Perfect Your Pairings

For culinary creatives and wine connoisseurs, being able to pair a dish with an appropriate wine is a useful skill to have. It can take any dish – and wine, for that matter – from drab to delicious, ordinary to outstanding. But with endless possible combinations, how do you know what will work and what will leave your dinner guests with a bad taste in their mouths? The answer is not as complicated as you may think. 

When pairing food and wine, there are six basic tastes you should focus on: salt, acid, sweet, bitter, fat, and spice. Knowing which of these flavors are prominent in both your food and the wine in question is step one in making a thoughtful pairing. 

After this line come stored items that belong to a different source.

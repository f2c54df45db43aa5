use buffers_and_batches::pipeline::create_info::{
    CreateInfoError, CreateInfoRegistry, Frequency, Resource, ResourceKind, ShaderCreateInfo,
    VarType,
};

fn ubo_info(name: &str, slot: u32, resource_name: &str) -> ShaderCreateInfo {
    let mut info = ShaderCreateInfo::new(name);
    info.uniform_buffer(Frequency::Pass, slot, "Data", resource_name);
    info
}

fn resources(info: &ShaderCreateInfo) -> Vec<Resource> {
    info.resources().cloned().collect()
}

#[test]
fn finalize_is_idempotent() {
    let mut registry = CreateInfoRegistry::new();
    registry.register(ubo_info("a", 0, "a_data"));
    registry.register(ubo_info("b", 1, "b_data"));
    let mut info = ShaderCreateInfo::new("top");
    info.vertex_source("vs")
        .fragment_source("fs")
        .vertex_in(0, VarType::Vec3, "pos")
        .additional_info("a")
        .additional_info("b");
    info.finalize(&mut registry).expect("first finalize");
    let once = info.clone();
    info.finalize(&mut registry).expect("second finalize");
    assert_eq!(info, once);
}

#[test]
fn merge_is_associative_over_grouping() {
    // {A, B} then {C}
    let mut registry = CreateInfoRegistry::new();
    registry.register(ubo_info("a", 0, "a_data"));
    registry.register(ubo_info("b", 1, "b_data"));
    registry.register(ubo_info("c", 2, "c_data"));
    let mut ab = ShaderCreateInfo::new("ab");
    ab.additional_info("a").additional_info("b");
    registry.register(ab);
    let mut grouped = ShaderCreateInfo::new("grouped");
    grouped.additional_info("ab").additional_info("c");
    grouped.finalize(&mut registry).expect("grouped");

    // {A, B, C}
    let mut registry_flat = CreateInfoRegistry::new();
    registry_flat.register(ubo_info("a", 0, "a_data"));
    registry_flat.register(ubo_info("b", 1, "b_data"));
    registry_flat.register(ubo_info("c", 2, "c_data"));
    let mut flat = ShaderCreateInfo::new("flat");
    flat.additional_info("a")
        .additional_info("b")
        .additional_info("c");
    flat.finalize(&mut registry_flat).expect("flat");

    assert_eq!(resources(&grouped), resources(&flat));
}

#[test]
fn slot_collision_without_auto_location_is_reported() {
    let mut registry = CreateInfoRegistry::new();
    registry.register(ubo_info("b", 0, "b_data"));
    let mut info = ubo_info("a", 0, "a_data");
    info.additional_info("b");
    let err = info.finalize(&mut registry).expect_err("collision");
    match err {
        CreateInfoError::SlotCollision {
            kind, slot, first, second,
        } => {
            assert_eq!(kind, ResourceKind::UniformBuffer);
            assert_eq!(slot, 0);
            assert_eq!(first, "a_data");
            assert_eq!(second, "b_data");
        }
        other => panic!("unexpected error {other}"),
    }
}

#[test]
fn auto_location_assigns_per_kind_counters() {
    let mut registry = CreateInfoRegistry::new();
    let mut info = ShaderCreateInfo::new("auto");
    info.auto_resource_location(true)
        .uniform_buffer(Frequency::Pass, 9, "Data", "first_ubo")
        .sampler(Frequency::Pass, 9, "sampler2D", "tex")
        .uniform_buffer(Frequency::Batch, 9, "Data", "second_ubo")
        .storage_buffer(Frequency::Batch, 9, "Raw", "ssbo");
    info.finalize(&mut registry).expect("auto slots");
    let by_name = |name: &str| {
        info.resources()
            .find(|r| r.name == name)
            .expect("resource")
            .slot
    };
    // declaration order within each kind, counters independent per kind
    assert_eq!(by_name("first_ubo"), 0);
    assert_eq!(by_name("second_ubo"), 1);
    assert_eq!(by_name("tex"), 0);
    assert_eq!(by_name("ssbo"), 0);
}

#[test]
fn distinct_kinds_may_share_a_slot() {
    let mut registry = CreateInfoRegistry::new();
    let mut info = ShaderCreateInfo::new("mixed");
    info.uniform_buffer(Frequency::Pass, 0, "Data", "ubo")
        .sampler(Frequency::Pass, 0, "sampler2D", "tex")
        .image(Frequency::Batch, 0, "rgba8", "img");
    info.finalize(&mut registry).expect("no collision");
}

#[test]
fn singleton_stage_sources_conflict_on_merge() {
    let mut registry = CreateInfoRegistry::new();
    let mut other = ShaderCreateInfo::new("other");
    other.vertex_source("other_vs");
    registry.register(other);
    let mut info = ShaderCreateInfo::new("top");
    info.vertex_source("top_vs").additional_info("other");
    let err = info.finalize(&mut registry).expect_err("conflict");
    assert!(matches!(
        err,
        CreateInfoError::StageSourceConflict { stage: "Vertex", .. }
    ));
}

#[test]
fn unknown_additional_info_is_reported() {
    let mut registry = CreateInfoRegistry::new();
    let mut info = ShaderCreateInfo::new("top");
    info.additional_info("nowhere");
    let err = info.finalize(&mut registry).expect_err("unknown");
    assert!(matches!(err, CreateInfoError::UnknownInfo(name) if name == "nowhere"));
}

#[test]
fn transitive_merge_is_dependency_ordered() {
    let mut registry = CreateInfoRegistry::new();
    registry.register(ubo_info("leaf", 3, "leaf_data"));
    let mut middle = ubo_info("middle", 2, "middle_data");
    middle.additional_info("leaf");
    registry.register(middle);
    let mut top = ubo_info("top", 1, "top_data");
    top.additional_info("middle");
    top.finalize(&mut registry).expect("chain");
    let names: Vec<&str> = top.resources().map(|r| r.name.as_str()).collect();
    assert_eq!(names, vec!["top_data", "middle_data", "leaf_data"]);
}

Now that you’ve identified the flavors that are present in your meal, it’s time to decide whether you want to create a congruent or complementary pairing. Congruent pairs match the dominant properties of the food with those of the wine. An example of this would be pairing a pasta with a creamy sauce with a creamy wine such as a chardonnay. Complementary pairings, on the other hand, pit two opposing traits against each other to create balance and interest. This could be choosing a high acidity wine to go with a dish that’s high in fat or picking a wine on the sweeter side to drink alongside a salty snack. 

In general, red wines will carry more bitterness, while white, rosé, and sparkling wines will have higher acidity. If your head is still spinning with options, let these tried-and-true tips guide you the next time you go to prepare a pairing.

  • The wine should be more acidic than the food.
  • The wine should have roughly the same flavor intensity as the food. 
  • Red wines pair best with bold-flavored meats, while white wines work well with fish or lighter meats like chicken.
  • Balance bitter wines with fat.
  • Serve a wine that is at least as sweet as the food you’re serving.
  • If using a sauce, pair the wine to the sauce, but if not, pair it to the protein in a dish. 
  • White, rosé, and sparkling wines more often create complementary pairings, while red wines more frequently lend themselves to congruent pairings.
  • Pair low-alcohol wines with spicy foods.
  • Try a crisp white or sparkling wine to cut through the oil of fried foods.
  • Most importantly, have fun and drink what you like!